5. Spending mega-billions on the metaverse
Mark Zuckerberg believes so strongly in the metaverse — a still-hazy and theoretical concept that involves people moving across different virtual- and augmented-reality worlds — that he is willing to spend a lot of money on it.
Indeed, last year’s spending totaled more than $10 billion and Mr. Zuckerberg intends to increase his spending in the future. But what if he’s wrong? It’s a sentiment shared by many Meta employees (although not so openly) as well as analysts.
However, there is no evidence that the wager will pay off. Unlike Facebook’s move to mobile devices in 2012, virtual reality is still a niche hobby that has yet to break into the mainstream. Availability of widespread augmented-reality headsets is also months, if not years, away.
In essence, Meta is pleading with employees, users, and investors to believe in Zuckerberg and his metaverse vision. That’s a lot to ask for something that will cost the company billions of dollars over the next few years and may never happen.
The Sword of Damocles: Antitrust legislation & lawsuits
The threat of regulators in Washington coming after Meta continues to hang over the company.
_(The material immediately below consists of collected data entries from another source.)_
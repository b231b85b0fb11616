use std::collections::BTreeMap;

use serde::{Deserialize, Serialize};
use serde_json::{Map, Value};

use crate::error::WatchError;

pub const DEFAULT_STATE_FILE: &str = "arxiv_config.json";

#[derive(Debug, Clone, PartialEq, Deserialize, Serialize)]
pub struct StateFile {
    #[serde(default = "default_search_queries")]
    pub search_queries: Vec<String>,
    #[serde(default = "default_max_results")]
    pub max_results: u32,
    #[serde(default = "default_download_path")]
    pub download_path: String,
    #[serde(default = "default_check_interval_hours")]
    pub check_interval_hours: u64,
    #[serde(default)]
    pub last_check: Option<String>,
    #[serde(default)]
    pub downloaded_papers: Vec<String>,
    #[serde(default = "default_true")]
    pub first_run: bool,
    #[serde(default = "default_true")]
    pub organize_by_query: bool,
    #[serde(default)]
    pub query_last_check: BTreeMap<String, String>,
    #[serde(flatten)]
    pub extra: Map<String, Value>,
}

impl Default for StateFile {
    fn default() -> Self {
        Self {
            search_queries: default_search_queries(),
            max_results: default_max_results(),
            download_path: default_download_path(),
            check_interval_hours: default_check_interval_hours(),
            last_check: None,
            downloaded_papers: Vec::new(),
            first_run: true,
            organize_by_query: true,
            query_last_check: BTreeMap::new(),
            extra: Map::new(),
        }
    }
}

impl StateFile {
    pub fn parse(content: &str) -> Result<Self, WatchError> {
        serde_json::from_str(content).map_err(|err| WatchError::StateParse(err.to_string()))
    }

    pub fn to_json_bytes(&self) -> Result<Vec<u8>, WatchError> {
        let mut bytes = serde_json::to_vec_pretty(self)
            .map_err(|err| WatchError::StateWrite(err.to_string()))?;
        bytes.push(b'\n');
        Ok(bytes)
    }
}

pub fn default_search_queries() -> Vec<String> {
    vec![
        "cat:cs.AI".to_string(),
        "cat:cs.LG".to_string(),
        "cat:cs.CV".to_string(),
    ]
}

fn default_max_results() -> u32 {
    10
}

fn default_download_path() -> String {
    "./arxiv_papers".to_string()
}

fn default_check_interval_hours() -> u64 {
    6
}

fn default_true() -> bool {
    true
}

pub fn suggested_queries() -> &'static [(&'static str, &'static str)] {
    &[
        ("cat:cs.AI", "Artificial intelligence"),
        ("cat:cs.LG", "Machine learning"),
        ("cat:cs.CV", "Computer vision"),
        ("cat:cs.CL", "Computation and language / NLP"),
        ("cat:cs.RO", "Robotics"),
        ("cat:stat.ML", "Statistical machine learning"),
        ("deep learning", "Keyword search"),
        ("neural network", "Keyword search"),
        ("transformer", "Keyword search"),
        ("large language model", "Keyword search"),
        ("diffusion model", "Keyword search"),
        ("reinforcement learning", "Keyword search"),
    ]
}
Many people both inside and outside of Washington, DC believe that Facebook (Meta) is too big and powerful and that it should be split up into separate companies (Facebook, Meta, Instagram, Messenger, etc.)
Meta is also being investigated by multiple agencies, including the newly aggressive Federal Trade Commission and multiple state attorneys general, to determine whether it engaged in anti-competitive behavior. Lawmakers have also banded together in support of antitrust legislation.
According to Zuckerberg, Meta is not a monopoly in social networking. He has railed against what he calls “unprecedented levels of competition,” including TikTok, Apple, Google, and other potential competitors.
The threat of antitrust action, however, has made it more difficult for Meta to invest in new social networking trends. Previously, Facebook acquired Instagram and WhatsApp with little scrutiny as those services grew to billions of users. Even some of Meta’s ostensibly less contentious acquisitions in virtual reality and GIFs are now being challenged by regulators around the world.
Final thoughts
With deal-making becoming less likely, it is up to Meta to innovate its way out of any difficulties.
Previously, Mr. Zuckerberg might have been given the benefit of the doubt that he could do so. At least for the time being, faith in Meta’s metaverse mission has faded on Wall Street.